IPS-Inter Press Service Deutschland GmbH
IPS-Tagesdienst vom 26. Juli 2013

Kenia: Frühlingserwachen - Doch politische Aktivitäten treiben keine Blüten

von Miriam Gathigah


Bild: © Miriam Gathigah/IPS

Straßenproteste in Kenia
Bild: © Miriam Gathigah/IPS

Nairobi, 26. Juli (IPS) - Die kenianische Polizei ermittelt nach eigenen Angaben gegen eine Gruppe, die sich 'Bewegung 4. März' (M4M) nennt. Sie wirft deren Hintermännern vor, junge Leute für einen Aufstand zu rekrutieren, der das Land unregierbar machen soll. Doch Politiker und Analysten halten die M4M für unfähig, einen Ostafrikanischen Frühling herbeizuführen.

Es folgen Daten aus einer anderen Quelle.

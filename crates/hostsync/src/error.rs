//! CLI error types with miette diagnostics.
//!
//! Maps configuration and reconciliation failures into user-facing errors
//! with actionable help text and stable exit codes.

use miette::Diagnostic;
use thiserror::Error;

use hostsync_config::ConfigError;
use hostsync_core::SyncError;

pub mod exit_code {
    pub const GENERAL: i32 = 1;
    pub const USAGE: i32 = 2;
    pub const AUTH: i32 = 3;
    pub const NOT_FOUND: i32 = 4;
    pub const CONNECTION: i32 = 7;
}

#[derive(Debug, Error, Diagnostic)]
pub enum CliError {
    // ── Configuration ────────────────────────────────────────────────

    #[error("Configuration file not found: {path}")]
    #[diagnostic(
        code(hostsync::no_config),
        help("Pass an existing file with --config, or run: hostsync config path")
    )]
    NoConfig { path: String },

    #[error("No Zabbix credentials configured")]
    #[diagnostic(
        code(hostsync::no_credentials),
        help(
            "{detail}\n\
             Credentials are read from ZABBIX_USERNAME / ZABBIX_PASSWORD,\n\
             the system keyring, or the [zabbix] section of the config file."
        )
    )]
    NoCredentials { detail: String },

    #[error("Invalid value for {field}: {reason}")]
    #[diagnostic(code(hostsync::validation))]
    Validation { field: String, reason: String },

    #[error(transparent)]
    #[diagnostic(code(hostsync::config))]
    Config(ConfigError),

    // ── Zabbix ───────────────────────────────────────────────────────

    #[error("Could not start against Zabbix at {url}")]
    #[diagnostic(
        code(hostsync::connection_failed),
        help(
            "{message}\n\
             Check zabbix.url and the credentials. For self-signed certificates\n\
             set zabbix.insecure = true or zabbix.ca_cert."
        )
    )]
    ConnectionFailed { url: String, message: String },

    #[error("{count} reference name(s) missing in Zabbix")]
    #[diagnostic(
        code(hostsync::incomplete_reference),
        help(
            "Missing: {names}\n\
             Create them in Zabbix or remove them from the [reference] section.\n\
             Events that need them will fail with unresolved_reference_name."
        )
    )]
    IncompleteReference { count: usize, names: String },

    #[error(transparent)]
    #[diagnostic(code(hostsync::sync))]
    Sync(#[from] SyncError),

    // ── Server ───────────────────────────────────────────────────────

    #[error("Cannot listen on {address}")]
    #[diagnostic(
        code(hostsync::bind),
        help("Another process may hold the port. Change listen.address or pass --listen.")
    )]
    Bind {
        address: String,
        #[source]
        source: std::io::Error,
    },

    #[error("Logging setup failed: {message}")]
    #[diagnostic(code(hostsync::logging))]
    Logging { message: String },

    // ── IO / Serialization ────────────────────────────────────────────

    #[error(transparent)]
    Io(#[from] std::io::Error),

    #[error("Invalid JSON payload: {0}")]
    #[diagnostic(code(hostsync::json), help("Check the JSON file contents and try again."))]
    Json(#[from] serde_json::Error),

    #[error("YAML rendering failed: {0}")]
    #[diagnostic(code(hostsync::yaml))]
    Yaml(#[from] serde_yaml::Error),
}

impl From<ConfigError> for CliError {
    fn from(err: ConfigError) -> Self {
        match err {
            ConfigError::MissingFile { path } => Self::NoConfig {
                path: path.display().to_string(),
            },
            ConfigError::NoCredentials { missing } => Self::NoCredentials { detail: missing },
            ConfigError::Validation { field, reason } => Self::Validation { field, reason },
            other => Self::Config(other),
        }
    }
}

impl CliError {
    /// Map this error to an exit code for process termination.
    pub fn exit_code(&self) -> i32 {
        match self {
            Self::ConnectionFailed { .. } | Self::Bind { .. } => exit_code::CONNECTION,
            Self::NoCredentials { .. } => exit_code::AUTH,
            Self::NoConfig { .. } | Self::IncompleteReference { .. } => exit_code::NOT_FOUND,
            Self::Validation { .. }
            | Self::Config(_)
            | Self::Json(_)
            | Self::Sync(SyncError::MalformedInput { .. }) => exit_code::USAGE,
            _ => exit_code::GENERAL,
        }
    }
}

"An Demonstrationen lässt sich gut der Grad bürgerlicher Unzufriedenheit ablesen. Doch fehlt es der gesamten Region Ostafrika an dem politischen Bewusstsein, eine Revolution auf die Beine zu stellen, wie wir sie in der arabischen Welt beobachtet haben", meint Gideon Ochanda, Parlamentsabgeordneter des Wahlkreises Bondo in der Provinz Nyanza.

Erst kürzlich hatte die Polizei den Aktivisten Okiya Omtatah verhört, der sich selbst als Gründer der M4M bezeichnet. Zuvor war man davon ausgegangen, dass Eliud Owalo, ein Unterstützer des ehemaligen Ministerpräsidenten Raila Odinga, die Gruppe ins Leben gerufen hat.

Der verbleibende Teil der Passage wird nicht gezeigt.